Archaeological site in Northamptonshire, England

The Harpole Treasure is a collection of Anglo-Saxon artefacts excavated at a bed burial discovered in spring 2022 in Harpole, 4 mi west of Northampton, England. It includes a necklace described as "the most ornate of its kind ever found". The Anglo-Saxon site dates to between 630 and 670 CE. The woman buried at the site is presumed to have been of high status in the early Christian church. The archaeological site is classified as a bed burial, in which the person, typically a woman of high status, was interred on top of a bed.

== Excavation ==
The site at Harpole was excavated prior to housing development by Vistry Group, an instance of developer-funded archaeology. The work, by Museum of London Archaeology (MOLA), was supported by the RPS Group. The burial was discovered on the penultimate day of an eight-week excavation period.

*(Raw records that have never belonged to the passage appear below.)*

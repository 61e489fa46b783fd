use article_gateway::cache::{CacheStore, KeyPolicy};
use article_gateway::test_support::sample_article;
use criterion::{BenchmarkId, Criterion, black_box, criterion_group, criterion_main};
use std::sync::Arc;
use std::time::Duration;

const TTL: Duration = Duration::from_secs(12 * 60 * 60);

fn urls(n: usize) -> Vec<String> {
    (0..n)
        .map(|i| format!("https://news.example.com/2024/03/story-{i}?ref=feed"))
        .collect()
}

fn bench_get_hit(c: &mut Criterion) {
    let mut group = c.benchmark_group("cache_get_hit");
    for size in [100usize, 10_000] {
        let store = CacheStore::new(size, TTL).unwrap();
        let keys = urls(size);
        for key in &keys {
            store.set(key.clone(), Arc::new(sample_article(key)));
        }
        group.bench_with_input(BenchmarkId::from_parameter(size), &keys, |b, keys| {
            let mut i = 0;
            b.iter(|| {
                i = (i + 1) % keys.len();
                black_box(store.get(keys[i].as_str()))
            });
        });
    }
    group.finish();
}

fn bench_set_with_eviction(c: &mut Criterion) {
    let store = CacheStore::new(1_000, TTL).unwrap();
    let keys = urls(5_000);
    let article = Arc::new(sample_article("https://news.example.com/"));

    c.bench_function("cache_set_evicting", |b| {
        let mut i = 0;
        b.iter(|| {
            i = (i + 1) % keys.len();
            store.set(keys[i].clone(), Arc::clone(&article));
        });
    });
}

fn bench_key_policy(c: &mut Criterion) {
    let url = "HTTPS://News.Example.com/2024/03/story/?utm_source=feed&a=1#comments";
    let mut group = c.benchmark_group("cache_key");
    for policy in [KeyPolicy::Literal, KeyPolicy::Normalized] {
        group.bench_function(format!("{policy:?}"), |b| {
            b.iter(|| black_box(policy.cache_key(black_box(url))));
        });
    }
    group.finish();
}

criterion_group!(benches, bench_get_hit, bench_set_with_eviction, bench_key_policy);
criterion_main!(benches);
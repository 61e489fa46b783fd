use chrono::{DateTime, Utc};
use serde::{Deserialize, Serialize};

/// Canonical extraction result for one URL string.
///
/// Serialized as the flat JSON object returned by `/parse` and `/parse/md`.
/// Values are produced whole by an extractor and never mutated afterwards;
/// derived views are built with [`ParsedArticle::with_content`].
#[derive(Serialize, Deserialize, Clone, Debug, PartialEq)]
pub struct ParsedArticle {
    pub title: String,
    pub author: Option<String>,
    pub date_published: Option<DateTime<Utc>>,
    pub dek: Option<String>,
    pub lead_image_url: Option<String>,
    /// HTML fragment in the canonical entry, Markdown in the derived view.
    pub content: String,
    pub next_page_url: Option<String>,
    pub url: String,
    pub domain: String,
    pub excerpt: String,
    pub word_count: usize,
    pub direction: TextDirection,
    pub total_pages: u32,
    pub rendered_pages: u32,
}

impl ParsedArticle {
    /// Copy of this article with `content` replaced; every other field passes through.
    #[must_use]
    pub fn with_content(&self, content: String) -> Self {
        Self {
            content,
            ..self.clone()
        }
    }
}

#[derive(Serialize, Deserialize, Clone, Copy, Debug, Default, PartialEq, Eq)]
#[serde(rename_all = "lowercase")]
pub enum TextDirection {
    #[default]
    Ltr,
    Rtl,
}

impl TextDirection {
    /// Parse an HTML `dir` attribute value. Anything other than `rtl` reads as `ltr`.
    #[must_use]
    pub fn from_dir_attr(value: &str) -> Self {
        if value.trim().eq_ignore_ascii_case("rtl") {
            Self::Rtl
        } else {
            Self::Ltr
        }
    }
}
use axum::Json;
use axum::extract::State;
use axum::extract::rejection::JsonRejection;
use serde::Deserialize;
use tracing::{info, warn};

use super::error::ApiError;
use crate::app::AppState;
use crate::domain::ParsedArticle;

#[derive(Debug, Deserialize)]
pub struct ParseRequest {
    pub url: Option<String>,
    #[serde(default)]
    pub ignore_cache: bool,
}

#[derive(Debug, Deserialize)]
pub struct MarkdownRequest {
    pub url: Option<String>,
}

fn required_url(url: Option<String>) -> Result<String, ApiError> {
    match url {
        Some(url) if !url.trim().is_empty() => Ok(url),
        _ => Err(ApiError::Validation("url is required".into())),
    }
}

/// Handler for POST /parse
pub async fn parse_handler(
    State(state): State<AppState>,
    payload: Result<Json<ParseRequest>, JsonRejection>,
) -> Result<Json<ParsedArticle>, ApiError> {
    let Json(request) = payload?;
    let url = required_url(request.url)?;
    info!(url = %url, ignore_cache = request.ignore_cache, "Parse requested");

    match state.articles.get_article(&url, request.ignore_cache).await {
        Ok(article) => Ok(Json(ParsedArticle::clone(&article))),
        Err(e) => {
            warn!(url = %url, error = %e, "Parse failed");
            Err(e.into())
        }
    }
}

/// Handler for POST /parse/md
pub async fn parse_markdown_handler(
    State(state): State<AppState>,
    payload: Result<Json<MarkdownRequest>, JsonRejection>,
) -> Result<Json<ParsedArticle>, ApiError> {
    let Json(request) = payload?;
    let url = required_url(request.url)?;
    info!(url = %url, "Markdown parse requested");

    match state.markdown.get_article_markdown(&url).await {
        Ok(article) => Ok(Json(article)),
        Err(e) => {
            warn!(url = %url, error = %e, "Markdown parse failed");
            Err(e.into())
        }
    }
}

#[cfg(test)]
mod tests {
    use super::*;

    #[test]
    fn blank_url_is_rejected() {
        assert!(required_url(None).is_err());
        assert!(required_url(Some("  ".into())).is_err());
        assert_eq!(required_url(Some("https://x".into())).unwrap(), "https://x");
    }

    #[test]
    fn ignore_cache_defaults_to_false() {
        let request: ParseRequest = serde_json::from_str(r#"{"url":"https://x"}"#).unwrap();
        assert!(!request.ignore_cache);
    }
}
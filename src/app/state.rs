use std::sync::Arc;

use crate::config::Settings;
use crate::error::GatewayError;
use crate::extractor::{Extractor, ExtractorGateway, HttpExtractor};
use crate::markdown::{Html2TextConverter, HtmlConverter, MarkdownView};
use crate::service::{ArticleCache, ArticleService};

/// Shared handler state. Each instance owns its own cache, so separately built
/// states never observe each other's entries.
#[derive(Clone)]
pub struct AppState {
    pub articles: Arc<ArticleService>,
    pub markdown: Arc<MarkdownView>,
}

impl AppState {
    /// Wire the production collaborators: the HTTP extractor and `html2text`.
    pub fn from_settings(settings: &Settings) -> Result<Self, GatewayError> {
        let extractor: Arc<dyn Extractor> = Arc::new(HttpExtractor::new(&settings.fetch_policy)?);
        Self::with_collaborators(settings, extractor, Arc::new(Html2TextConverter))
    }

    /// Wire the given extractor and converter behind a fresh cache.
    pub fn with_collaborators(
        settings: &Settings,
        extractor: Arc<dyn Extractor>,
        converter: Arc<dyn HtmlConverter>,
    ) -> Result<Self, GatewayError> {
        let cache = Arc::new(ArticleCache::new(
            settings.cache_capacity,
            settings.cache_ttl,
        )?);
        let gateway = ExtractorGateway::new(extractor, settings.fetch_policy);
        let articles = Arc::new(ArticleService::new(cache, gateway, settings.key_policy));
        let markdown = Arc::new(MarkdownView::new(Arc::clone(&articles), converter));

        Ok(Self { articles, markdown })
    }
}
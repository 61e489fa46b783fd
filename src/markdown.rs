//! Markdown view over canonical cached articles.

use std::sync::Arc;

use thiserror::Error;
use tracing::debug;

use crate::domain::ParsedArticle;
use crate::extractor::FetchError;
use crate::service::ArticleService;

/// Wrap width handed to `html2text`; wide enough that paragraphs stay on one line.
const WRAP_WIDTH: usize = 10_000;

#[derive(Error, Debug, Clone, PartialEq, Eq)]
#[error("HTML to Markdown conversion failed: {0}")]
pub struct ConvertError(pub String);

/// HTML fragment to Markdown text.
pub trait HtmlConverter: Send + Sync {
    /// # Errors
    /// Returns a [`ConvertError`] when the fragment cannot be rendered.
    fn convert(&self, html: &str) -> Result<String, ConvertError>;
}

#[derive(Debug, Clone, Copy, Default)]
pub struct Html2TextConverter;

impl HtmlConverter for Html2TextConverter {
    fn convert(&self, html: &str) -> Result<String, ConvertError> {
        let rendered = html2text::from_read(html.as_bytes(), WRAP_WIDTH)
            .map_err(|e| ConvertError(e.to_string()))?;
        let lines: Vec<&str> = rendered.lines().map(str::trim_end).collect();
        Ok(lines.join("\n").trim().to_string())
    }
}

#[derive(Error, Debug, Clone, PartialEq, Eq)]
pub enum MarkdownError {
    #[error(transparent)]
    Fetch(#[from] FetchError),

    #[error(transparent)]
    Convert(#[from] ConvertError),
}

/// Derives Markdown from the canonical entry on every call; the conversion is
/// never cached.
#[derive(Clone)]
pub struct MarkdownView {
    articles: Arc<ArticleService>,
    converter: Arc<dyn HtmlConverter>,
}

impl MarkdownView {
    pub fn new(articles: Arc<ArticleService>, converter: Arc<dyn HtmlConverter>) -> Self {
        Self {
            articles,
            converter,
        }
    }

    /// The canonical article for `url` with `content` converted to Markdown.
    ///
    /// Always goes through the cache-enabled path, so a miss warms the
    /// canonical entry exactly like a non-bypassed `get_article`.
    ///
    /// # Errors
    /// Propagates gateway failures unchanged and reports converter failures.
    pub async fn get_article_markdown(&self, url: &str) -> Result<ParsedArticle, MarkdownError> {
        let canonical = self.articles.get_article(url, false).await?;
        let markdown = self.converter.convert(&canonical.content)?;
        debug!(
            url,
            html_bytes = canonical.content.len(),
            markdown_bytes = markdown.len(),
            "Converted article content to Markdown"
        );
        Ok(canonical.with_content(markdown))
    }
}
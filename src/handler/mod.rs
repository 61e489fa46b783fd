pub mod error;
pub mod health;
pub mod parse;

pub use error::ApiError;
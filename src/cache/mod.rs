pub mod flight;
pub mod key;
pub mod store;
pub mod sweeper;

use thiserror::Error;

pub use flight::{FlightRole, InFlight};
pub use key::KeyPolicy;
pub use store::{CacheEntry, CacheStore};
pub use sweeper::spawn_sweeper;

#[derive(Error, Debug, Clone, PartialEq, Eq)]
pub enum CacheError {
    #[error("cache capacity must be greater than 0")]
    ZeroCapacity,
}
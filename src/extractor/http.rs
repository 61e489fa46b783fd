use async_trait::async_trait;
use reqwest::header::CONTENT_TYPE;
use reqwest::{Client, redirect};
use tracing::debug;

use super::document::extract_article;
use super::{Extractor, ExtractorFailure, FetchPolicy};
use crate::domain::ParsedArticle;

const USER_AGENT: &str = concat!(
    "Mozilla/5.0 (compatible; article-gateway/",
    env!("CARGO_PKG_VERSION"),
    ")"
);

/// Default [`Extractor`]: fetches the page over HTTP and extracts the article
/// from its HTML.
#[derive(Debug, Clone)]
pub struct HttpExtractor {
    client: Client,
    max_redirects: usize,
}

impl HttpExtractor {
    /// # Errors
    /// Returns an error if the HTTP client cannot be built.
    pub fn new(policy: &FetchPolicy) -> Result<Self, reqwest::Error> {
        let client = Client::builder()
            .timeout(policy.timeout)
            .redirect(redirect::Policy::limited(policy.max_redirects))
            .user_agent(USER_AGENT)
            .build()?;

        Ok(Self {
            client,
            max_redirects: policy.max_redirects,
        })
    }

    fn classify(&self, error: &reqwest::Error) -> ExtractorFailure {
        if error.is_redirect() {
            ExtractorFailure::TooManyRedirects {
                max: self.max_redirects,
            }
        } else if error.is_timeout() {
            ExtractorFailure::TimedOut
        } else {
            ExtractorFailure::Failed(format!("request failed: {error}"))
        }
    }
}

#[async_trait]
impl Extractor for HttpExtractor {
    async fn extract(&self, url: &str) -> Result<ParsedArticle, ExtractorFailure> {
        let response = self
            .client
            .get(url)
            .send()
            .await
            .map_err(|e| self.classify(&e))?;

        let status = response.status();
        if !status.is_success() {
            return Err(ExtractorFailure::Failed(format!(
                "upstream returned status {status}"
            )));
        }

        let content_type = response
            .headers()
            .get(CONTENT_TYPE)
            .and_then(|v| v.to_str().ok())
            .unwrap_or("text/html")
            .to_ascii_lowercase();
        if !is_html(&content_type) {
            return Err(ExtractorFailure::Failed(format!(
                "unsupported content type {content_type}"
            )));
        }

        let final_url = response.url().clone();
        let body = response.text().await.map_err(|e| self.classify(&e))?;
        debug!(url, final_url = %final_url, bytes = body.len(), "Fetched upstream document");

        extract_article(&body, &final_url)
    }
}

fn is_html(content_type: &str) -> bool {
    let mime = content_type.split(';').next().unwrap_or_default().trim();
    mime == "text/html" || mime == "application/xhtml+xml"
}

#[cfg(test)]
mod tests {
    use super::*;

    #[test]
    fn recognizes_html_content_types() {
        assert!(is_html("text/html"));
        assert!(is_html("text/html; charset=utf-8"));
        assert!(is_html("application/xhtml+xml"));
        assert!(!is_html("application/json"));
        assert!(!is_html("image/png"));
    }

    #[test]
    fn builds_with_default_policy() {
        let extractor = HttpExtractor::new(&FetchPolicy::default()).unwrap();
        assert_eq!(extractor.max_redirects, 3);
    }
}
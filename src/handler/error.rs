use axum::Json;
use axum::extract::rejection::JsonRejection;
use axum::http::StatusCode;
use axum::response::{IntoResponse, Response};
use serde::Serialize;
use thiserror::Error;

use crate::extractor::FetchError;
use crate::markdown::{ConvertError, MarkdownError};

/// Body of every non-2xx response.
#[derive(Debug, Serialize)]
pub struct ErrorBody {
    pub error: &'static str,
    pub message: String,
}

#[derive(Error, Debug)]
pub enum ApiError {
    #[error("{0}")]
    Validation(String),

    #[error(transparent)]
    Fetch(#[from] FetchError),

    #[error(transparent)]
    Convert(#[from] ConvertError),
}

impl ApiError {
    pub fn status(&self) -> StatusCode {
        match self {
            Self::Validation(_) => StatusCode::BAD_REQUEST,
            Self::Fetch(FetchError::Timeout { .. }) => StatusCode::GATEWAY_TIMEOUT,
            Self::Fetch(_) => StatusCode::BAD_GATEWAY,
            Self::Convert(_) => StatusCode::INTERNAL_SERVER_ERROR,
        }
    }

    pub fn kind(&self) -> &'static str {
        match self {
            Self::Validation(_) => "validation_error",
            Self::Fetch(e) => e.kind(),
            Self::Convert(_) => "conversion_error",
        }
    }
}

impl From<MarkdownError> for ApiError {
    fn from(error: MarkdownError) -> Self {
        match error {
            MarkdownError::Fetch(e) => Self::Fetch(e),
            MarkdownError::Convert(e) => Self::Convert(e),
        }
    }
}

impl From<JsonRejection> for ApiError {
    fn from(rejection: JsonRejection) -> Self {
        Self::Validation(rejection.body_text())
    }
}

impl IntoResponse for ApiError {
    fn into_response(self) -> Response {
        let body = ErrorBody {
            error: self.kind(),
            message: self.to_string(),
        };
        (self.status(), Json(body)).into_response()
    }
}
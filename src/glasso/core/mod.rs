//! core — shared graphical-lasso data types, scratch space, and solvers.
//!
//! Purpose
//! -------
//! Collect the core building blocks of the estimator: the validated
//! covariance and penalty containers, run options, the per-run workspace,
//! the inner coordinate-descent lasso, the outer block-descent solver, and
//! the precision output types. The model layer and the Python bindings
//! build on top of these primitives.
//!
//! Key behaviors
//! -------------
//! - Validated input containers ([`CovarianceMatrix`], [`Penalty`]) are the
//!   only entry gates; everything downstream assumes their invariants.
//! - Mutable solver state is confined to the crate-private workspace, which
//!   one run owns exclusively.
//! - The functional entry point [`estimate_precision`] and the outcome
//!   types ([`PrecisionEstimate`], [`EstimateOutcome`]) are re-exported at
//!   this level for ergonomic imports.
//!
//! Conventions
//! -----------
//! - Indexing is 0-based throughout; block `k` refers to row/column `k` of
//!   the working matrix.
//! - This module tree performs no I/O and no logging; errors are surfaced
//!   as [`GlassoResult`](crate::glasso::errors::GlassoResult) values.

pub mod covariance;
pub mod lasso;
pub mod options;
pub mod penalty;
pub mod precision;
pub mod solver;
pub mod validation;
pub(crate) mod workspace;

pub use self::covariance::{CovarianceMatrix, DEFAULT_SYMMETRY_TOLERANCE};
pub use self::lasso::{lasso_coordinate_descent, soft_threshold, LassoOutcome};
pub use self::options::{
    GlassoOptions, Tolerances, DEFAULT_CONVERGENCE_TOLERANCE, DEFAULT_MAX_INNER_ITER,
    DEFAULT_MAX_OUTER_ITER,
};
pub use self::penalty::Penalty;
pub use self::precision::{EstimateOutcome, PrecisionEstimate};
pub use self::solver::estimate_precision;
//! Shared validation helpers for covariance inputs, penalties, and options.
//!
//! Purpose
//! -------
//! Centralize the elementwise and structural checks used by the validated
//! constructors in this module tree ([`CovarianceMatrix::new`],
//! [`Penalty::matrix`], [`Tolerances::new`]), so each check is written once
//! and every error carries the first offending index.
//!
//! Key behaviors
//! -------------
//! - Structural checks: squareness, minimum dimension, symmetry within an
//!   absolute tolerance.
//! - Elementwise checks: finiteness, strict diagonal positivity,
//!   non-negativity.
//! - Scalar option checks: positivity/finiteness of tolerances and iteration
//!   caps.
//!
//! Conventions
//! -----------
//! - All helpers return `Result` values; none panic on invalid user input.
//! - Scans stop at the **first** offending element so error payloads point to
//!   a single concrete location.
//! - Symmetry is checked in absolute terms: `|a_ij − a_ji| ≤ tolerance`.
//!
//! Testing notes
//! -------------
//! - Unit tests below cover each helper's accept and reject paths; the
//!   validated constructors exercise them again end-to-end.
//!
//! [`CovarianceMatrix::new`]: crate::glasso::core::covariance::CovarianceMatrix::new
//! [`Penalty::matrix`]: crate::glasso::core::penalty::Penalty::matrix
//! [`Tolerances::new`]: crate::glasso::core::options::Tolerances::new
use crate::glasso::errors::{GlassoError, GlassoResult};
use ndarray::ArrayView2;

/// Require a square matrix; reports the offending shape otherwise.
pub fn validate_square(matrix: ArrayView2<'_, f64>) -> GlassoResult<()> {
    let (nrows, ncols) = matrix.dim();
    if nrows != ncols {
        return Err(GlassoError::NotSquare { nrows, ncols });
    }
    Ok(())
}

/// Require `p ≥ 2` variables.
pub fn validate_min_dimension(dim: usize) -> GlassoResult<()> {
    if dim < 2 {
        return Err(GlassoError::DimensionTooSmall { dim });
    }
    Ok(())
}

/// Require every entry to be finite; reports the first NaN/±inf.
pub fn validate_finite(matrix: ArrayView2<'_, f64>) -> GlassoResult<()> {
    for ((row, col), &value) in matrix.indexed_iter() {
        if !value.is_finite() {
            return Err(GlassoError::NonFiniteEntry { row, col, value });
        }
    }
    Ok(())
}

/// Require symmetry within an absolute tolerance on a square matrix.
///
/// Only the upper triangle is scanned; the first pair whose absolute
/// difference exceeds `tolerance` is reported.
pub fn validate_symmetric(matrix: ArrayView2<'_, f64>, tolerance: f64) -> GlassoResult<()> {
    let p = matrix.nrows();
    for row in 0..p {
        for col in (row + 1)..p {
            let delta = (matrix[[row, col]] - matrix[[col, row]]).abs();
            if delta > tolerance {
                return Err(GlassoError::Asymmetric { row, col, delta, tolerance });
            }
        }
    }
    Ok(())
}

/// Require a strictly positive diagonal on a square matrix.
pub fn validate_positive_diagonal(matrix: ArrayView2<'_, f64>) -> GlassoResult<()> {
    for (index, &value) in matrix.diag().iter().enumerate() {
        if value <= 0.0 {
            return Err(GlassoError::NonPositiveDiagonal { index, value });
        }
    }
    Ok(())
}

/// Require a finite, strictly positive convergence tolerance.
pub fn verify_convergence_tolerance(tol: f64) -> GlassoResult<()> {
    if !tol.is_finite() {
        return Err(GlassoError::InvalidConvergenceTolerance {
            tol,
            reason: "Convergence tolerance must be finite.",
        });
    }
    if tol <= 0.0 {
        return Err(GlassoError::InvalidConvergenceTolerance {
            tol,
            reason: "Convergence tolerance must be strictly positive.",
        });
    }
    Ok(())
}

/// Require a strictly positive outer-iteration cap.
pub fn verify_max_outer_iter(max_iter: usize) -> GlassoResult<()> {
    if max_iter == 0 {
        return Err(GlassoError::InvalidMaxOuterIter {
            max_iter,
            reason: "Maximum outer iterations must be greater than zero.",
        });
    }
    Ok(())
}

/// Require a strictly positive inner-iteration cap.
pub fn verify_max_inner_iter(max_iter: usize) -> GlassoResult<()> {
    if max_iter == 0 {
        return Err(GlassoError::InvalidMaxInnerIter {
            max_iter,
            reason: "Maximum inner iterations must be greater than zero.",
        });
    }
    Ok(())
}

The archaeological excavation was included in a January 2023 episode of BBC Two television series Digging for Britain, presented by Alice Roberts.

== Treasure ==
A considerable number of precious metal and stone jewellery pieces were uncovered in the excavation, many comprising one of the most ornate necklaces of its type that has been found to date. The first piece of treasure was found by MOLA dig leader Levente-Bence Balázs. A senior finds specialist at MOLA, Lyn Blackmore, stated that the number and ornate design of the items is considered unusual for a Christian burial of that period because the potentially ostentatious nature of such was frowned upon by the Church at that time. Another item found in the burial was a large, elaborately decorated cross featuring depictions of a human face in delicate silver with blue glass eyes, and two pots containing an unknown residue.

While not so numerous as some pagan burial treasures, in some ways the artefacts bear more resemblance to them than to Christian sites.